(240f) Exploring the Effect of Mucoadhesive Coatings on PLGA Vascular Adhesion and Protein Adsorption for Improved Drug Delivery Systems

Vascular-targeted drug delivery systems require the successful localization and adhesion of drug carriers to diseased sites through the utilization of inflammatory biomarkers. Poly (lactic-co-glycolic acid) (PLGA), a negatively charged copolymer, is the most appealing material because of its tunable biodegradability, biocompatibility, and FDA approval. Unfortunately, the ability of PLGA to adhere to an inflamed endothelium is reduced in the presence of plasma proteins. The surface modification of PLGA with mucoadhesive coatings, such as chitosan (CS) and glycol chitosan (GC), is a potential approach in improving its adhesion by altering the surface hydrophobicity and charge impacting protein adsorption. Here, we aimed to characterize the adhesion and plasma protein coronas of PLGA, CSPLGA, and GCPLGA particles conjugated with a targeting ligand in physiological conditions. Using a parallel plate flow chamber assay, PLGA, CSPLGA, and GCPLGA particles were exposed to an inflamed endothelium in the presence of red blood cells in buffer or plasma.

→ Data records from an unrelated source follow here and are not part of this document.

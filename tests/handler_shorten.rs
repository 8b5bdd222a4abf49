mod common;

use axum_test::TestServer;
use serde_json::json;

fn server(ctx: &common::TestContext) -> TestServer {
    TestServer::new(common::test_router(ctx.state.clone())).unwrap()
}

#[tokio::test]
async fn test_shorten_success() {
    let ctx = common::create_test_context();
    let server = server(&ctx);

    let response = server
        .post("/api/shorten")
        .json(&json!({ "long_url": "https://example.com/some/long/path" }))
        .await;

    response.assert_status_ok();

    let body = response.json::<serde_json::Value>();
    let slug = body["slug"].as_str().unwrap();

    assert_eq!(slug.len(), 6);
    assert!(
        slug.chars()
            .all(|c| c.is_ascii_alphanumeric() || c == '_' || c == '-')
    );
    assert_eq!(
        body["short_url"],
        format!("{}/{}", common::TEST_BASE_URL, slug)
    );

    let stored = ctx.links.get(slug).unwrap();
    assert_eq!(stored.long_url, "https://example.com/some/long/path");
    assert_eq!(stored.visits, 0);
}

#[tokio::test]
async fn test_shorten_anonymous_has_no_owner() {
    let ctx = common::create_test_context();
    let server = server(&ctx);

    let response = server
        .post("/api/shorten")
        .json(&json!({ "long_url": "https://example.com" }))
        .await;

    response.assert_status_ok();

    let slug = response.json::<serde_json::Value>()["slug"]
        .as_str()
        .unwrap()
        .to_string();
    assert_eq!(ctx.links.get(&slug).unwrap().created_by, None);
}

#[tokio::test]
async fn test_shorten_with_token_records_owner() {
    let ctx = common::create_test_context();
    let token = ctx.seed_token("alice");
    let server = server(&ctx);

    let response = server
        .post("/api/shorten")
        .add_header("Authorization", format!("Bearer {token}"))
        .json(&json!({ "long_url": "https://example.com" }))
        .await;

    response.assert_status_ok();

    let slug = response.json::<serde_json::Value>()["slug"]
        .as_str()
        .unwrap()
        .to_string();
    assert_eq!(
        ctx.links.get(&slug).unwrap().created_by.as_deref(),
        Some("alice")
    );
}

#[tokio::test]
async fn test_shorten_rejects_invalid_token() {
    let ctx = common::create_test_context();
    let server = server(&ctx);

    // A present-but-invalid token is a 401, not a silent anonymous fallback.
    let response = server
        .post("/api/shorten")
        .add_header("Authorization", "Bearer not-a-real-token")
        .json(&json!({ "long_url": "https://example.com" }))
        .await;

    response.assert_status_unauthorized();
    assert_eq!(ctx.links.len(), 0);
}

#[tokio::test]
async fn test_shorten_rejects_invalid_url() {
    let ctx = common::create_test_context();
    let server = server(&ctx);

    let response = server
        .post("/api/shorten")
        .json(&json!({ "long_url": "not a url" }))
        .await;

    response.assert_status_bad_request();

    let body = response.json::<serde_json::Value>();
    assert_eq!(body["error"]["code"], "BAD_REQUEST");
}

#[tokio::test]
async fn test_shorten_rejects_non_http_scheme() {
    let ctx = common::create_test_context();
    let server = server(&ctx);

    for url in ["javascript:alert(1)", "file:///etc/passwd"] {
        let response = server
            .post("/api/shorten")
            .json(&json!({ "long_url": url }))
            .await;

        response.assert_status_bad_request();
    }

    assert_eq!(ctx.links.len(), 0);
}

#[tokio::test]
async fn test_shorten_primes_cache() {
    let ctx = common::create_test_context();
    let server = server(&ctx);

    let response = server
        .post("/api/shorten")
        .json(&json!({ "long_url": "https://example.com/cached" }))
        .await;

    response.assert_status_ok();

    let slug = response.json::<serde_json::Value>()["slug"]
        .as_str()
        .unwrap()
        .to_string();
    assert_eq!(
        ctx.cache.cached_url(&slug).as_deref(),
        Some("https://example.com/cached")
    );
}

#[tokio::test]
async fn test_custom_slug_success() {
    let ctx = common::create_test_context();
    let token = ctx.seed_token("alice");
    let server = server(&ctx);

    let response = server
        .post("/api/shorten/custom")
        .add_header("Authorization", format!("Bearer {token}"))
        .json(&json!({ "long_url": "https://example.com", "slug": "my-link" }))
        .await;

    response.assert_status_ok();

    let body = response.json::<serde_json::Value>();
    assert_eq!(body["slug"], "my-link");
    assert_eq!(
        body["short_url"],
        format!("{}/my-link", common::TEST_BASE_URL)
    );

    assert_eq!(
        ctx.links.get("my-link").unwrap().created_by.as_deref(),
        Some("alice")
    );
}

#[tokio::test]
async fn test_custom_slug_requires_auth() {
    let ctx = common::create_test_context();
    let server = server(&ctx);

    let response = server
        .post("/api/shorten/custom")
        .json(&json!({ "long_url": "https://example.com", "slug": "my-link" }))
        .await;

    response.assert_status_unauthorized();
}

#[tokio::test]
async fn test_custom_slug_reserved_rejected() {
    let ctx = common::create_test_context();
    let token = ctx.seed_token("alice");
    let server = server(&ctx);

    for slug in ["api", "healthz", "dashboard", "API"] {
        let response = server
            .post("/api/shorten/custom")
            .add_header("Authorization", format!("Bearer {token}"))
            .json(&json!({ "long_url": "https://example.com", "slug": slug }))
            .await;

        response.assert_status_bad_request();
    }

    assert_eq!(ctx.links.len(), 0);
}

#[tokio::test]
async fn test_custom_slug_taken_conflict() {
    let ctx = common::create_test_context();
    let token = ctx.seed_token("alice");
    ctx.seed_link("taken", "https://existing.example.com", Some("bob"))
        .await;
    let server = server(&ctx);

    let response = server
        .post("/api/shorten/custom")
        .add_header("Authorization", format!("Bearer {token}"))
        .json(&json!({ "long_url": "https://example.com", "slug": "taken" }))
        .await;

    response.assert_status(axum::http::StatusCode::CONFLICT);

    let body = response.json::<serde_json::Value>();
    assert_eq!(body["error"]["code"], "CONFLICT");

    // The existing mapping is untouched.
    assert_eq!(
        ctx.links.get("taken").unwrap().long_url,
        "https://existing.example.com"
    );
}

#[tokio::test]
async fn test_custom_slug_malformed_rejected() {
    let ctx = common::create_test_context();
    let token = ctx.seed_token("alice");
    let server = server(&ctx);

    for slug in ["ab", "has space", "has/slash", "x".repeat(21).as_str()] {
        let response = server
            .post("/api/shorten/custom")
            .add_header("Authorization", format!("Bearer {token}"))
            .json(&json!({ "long_url": "https://example.com", "slug": slug }))
            .await;

        response.assert_status_bad_request();
    }
}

Our results indicate that GCPLGA particles significantly improve adhesion to an inflamed endothelium compared to PLGA suggesting a difference in plasma protein adsorption. The level of adhesion is dependent on shear rate, donor plasma, and ligand density. The biocompatibility of these carriers will need to be examined. Ultimately, this contributes information to drug carrier design, specifically in terms of favorable surface hydrophobicity, charge, and protein coronas obtained.